Si Israël nie toute responsabilité, la question de la diffusion (et même de l’existence) de ces tracts est également posée sur les réseaux sociaux. De fait, il n’existe, selon nos recherches, qu’une seule photo montrant le visuel, ce qui nourrit le doute quant à une diffusion massive. L’unique image du tract, qui a donc ressurgi ces jours-ci, remonte au 20 février dernier, lors de la précédente polémique.

La première occurrence de cette image retrouvée par CheckNews émane d’une publication X postée le 20 février à 15h19 par un journaliste palestinien dont la famille vit à Gaza, qui faisait mention de «tracts largués par le Shin Bet israélien sur les quartiers résidentiels de la bande de Gaza». Sollicité par CheckNews, celui-ci n’a pas répondu à nos questions. Le média en ligne Gaza Now avait repris l’image peu après pour la diffuser sur ses réseaux sociaux. Auprès de CheckNews, Gaza Now maintient, sans avoir pu nous donner d’éléments l’attestant, que les tracts avaient alors été «largués à Beit Lahia, au nord de la bande de Gaza, à l’est de Khan Younès, au sud de la bande de Gaza, et sur les tentes des déplacés au sud de Deir el-Balah dans une zone appelée Al-Mawasi, au sud de la bande de Gaza».

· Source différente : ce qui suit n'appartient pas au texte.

//! Remote command and file transfer capability.
//!
//! [`OpenSshSession`] multiplexes every command for one server over a single
//! OpenSSH control connection, so the operator authenticates once per server
//! per invocation.

use std::path::{Path, PathBuf};
use std::process::Stdio;

use chillbox_core::{ChillboxError, ChillboxResult};
use tokio::process::Command;

#[derive(Debug, Clone, Default, PartialEq, Eq)]
pub struct RemoteOutput {
    pub stdout: String,
    pub stderr: String,
    pub exit_code: i32,
}

impl RemoteOutput {
    pub fn success(&self) -> bool {
        self.exit_code == 0
    }

    /// Turn a non-zero exit into a [`ChillboxError::Remote`].
    pub fn check(self, what: &str) -> ChillboxResult<Self> {
        if self.success() {
            Ok(self)
        } else {
            Err(ChillboxError::Remote(format!(
                "{what} exited with {}: {}",
                self.exit_code,
                self.stderr.trim()
            )))
        }
    }
}

#[allow(async_fn_in_trait)]
pub trait RemoteSession {
    async fn put(&mut self, local: &Path, remote: &str) -> ChillboxResult<()>;

    async fn get(&mut self, remote: &str, local: &Path) -> ChillboxResult<()>;

    async fn run(&mut self, command: &str) -> ChillboxResult<RemoteOutput>;

    async fn close(&mut self) -> ChillboxResult<()>;
}

pub struct OpenSshSession {
    host: String,
    ssh_config: Option<PathBuf>,
    control_dir: tempfile::TempDir,
}

impl OpenSshSession {
    /// Open the control connection to `host` (a `Host` alias when
    /// `ssh_config` is given).
    pub async fn connect(host: &str, ssh_config: Option<&Path>) -> ChillboxResult<Self> {
        let control_dir = tempfile::Builder::new()
            .prefix("chillbox-ssh-")
            .tempdir()?;
        let mut session = Self {
            host: host.to_string(),
            ssh_config: ssh_config.map(Path::to_path_buf),
            control_dir,
        };
        session.run("true").await?.check("ssh connection test")?;
        tracing::info!(host = %host, "connected");
        Ok(session)
    }

    fn control_path(&self) -> PathBuf {
        self.control_dir.path().join("control")
    }

    fn common_args(&self) -> Vec<String> {
        let mut args = Vec::new();
        if let Some(config) = &self.ssh_config {
            args.push("-F".to_string());
            args.push(config.to_string_lossy().into_owned());
        }
        args.push("-o".into());
        args.push("ControlMaster=auto".into());
        args.push("-o".into());
        args.push(format!("ControlPath={}", self.control_path().display()));
        args.push("-o".into());
        args.push("ControlPersist=60".into());
        args
    }

    async fn exec(program: &str, args: &[String]) -> ChillboxResult<RemoteOutput> {
        tracing::debug!(program, ?args, "running");
        let output = Command::new(program)
            .args(args)
            .stdin(Stdio::inherit())
            .stdout(Stdio::piped())
            .stderr(Stdio::piped())
            .kill_on_drop(true)
            .output()
            .await
            .map_err(|e| match e.kind() {
                std::io::ErrorKind::NotFound => {
                    ChillboxError::Dependency(format!("the {program} command was not found on PATH"))
                }
                _ => ChillboxError::Remote(format!("spawning {program}: {e}")),
            })?;
        Ok(RemoteOutput {
            stdout: String::from_utf8_lossy(&output.stdout).into_owned(),
            stderr: String::from_utf8_lossy(&output.stderr).into_owned(),
            exit_code: output.status.code().unwrap_or(-1),
        })
    }
}

impl RemoteSession for OpenSshSession {
    async fn put(&mut self, local: &Path, remote: &str) -> ChillboxResult<()> {
        let mut args = self.common_args();
        args.push("-q".into());
        args.push(local.to_string_lossy().into_owned());
        args.push(format!("{}:{remote}", self.host));
        Self::exec("scp", &args).await?.check("scp upload")?;
        Ok(())
    }

    async fn get(&mut self, remote: &str, local: &Path) -> ChillboxResult<()> {
        let mut args = self.common_args();
        args.push("-q".into());
        args.push(format!("{}:{remote}", self.host));
        args.push(local.to_string_lossy().into_owned());
        Self::exec("scp", &args).await?.check("scp download")?;
        Ok(())
    }

    async fn run(&mut self, command: &str) -> ChillboxResult<RemoteOutput> {
        let mut args = self.common_args();
        args.push(self.host.clone());
        args.push(command.to_string());
        Self::exec("ssh", &args).await
    }

    async fn close(&mut self) -> ChillboxResult<()> {
        let mut args = self.common_args();
        args.push("-O".into());
        args.push("exit".into());
        args.push(self.host.clone());
        let output = Self::exec("ssh", &args).await?;
        if !output.success() {
            tracing::debug!(host = %self.host, "control master already closed: {}", output.stderr.trim());
        }
        Ok(())
    }
}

Deux Gazaouis contactés par CheckNews et vivant à Beit Lahia et à Khan Younès – deux zones mentionnées par Gaza Now comme étant concernées par le largage – nous ont affirmé n’avoir jamais vu un tel tract. Notre interlocuteur habitant Khan Younès affirme en revanche que l’image du tract, toujours la même, circulait largement depuis février parmi les internautes à Gaza.

Outil de communication à Gaza

Si rien ne vient donc confirmer à ce stade la diffusion de tels visuels en février ou ces derniers jours, ni l’éventuelle responsabilité des autorités israéliennes, certains arguments avancés sont en revanche erronés. Ainsi, plusieurs commentateurs affirment par exemple que le Shin Bet n’apposerait jamais son logo sur des tracts, ni n’en ferait distribution à des populations, assurant que seule l’armée israélienne rédige de tels documents. Ce qui est inexact. Le Shin Bet a déjà fait circuler des tracts dans la bande de Gaza, même si leur contenu n’avait rien à voir avec le tract aujourd’hui incriminé, puisqu’eux étaient destinés à solliciter des renseignements auprès de la population gazaouie. Ainsi, en février 2024, les médias israéliens rapportaient l’existence d’un tract où figurait le logo Shin Bet, ayant pour vocation de «recruter des habitants», et renvoyant à un canal Telegram ainsi qu’un numéro WhatsApp. Puis, en août 2024, un tract émanant du Shin Bet était également distribué aux habitants de Jérusalem, selon des publications sur les réseaux sociaux.

Depuis le début de son offensive à Gaza, en représailles de l’attaque du 7 octobre, l’armée israélienne a largement utilisé les tracts comme outil de communication à Gaza, essentiellement pour enjoindre les habitants de l’enclave de quitter certains quartiers ciblés par les bombardements, et indiquer les zones prétendument «sûres». Mais la presse israélienne a épisodiquement fait état de tracts d’une autre nature, comme ceux que l’armée aurait largués après la mort de Yahya Sinwar en octobre 2024, affirmant : «Le Hamas ne dirigera plus Gaza.»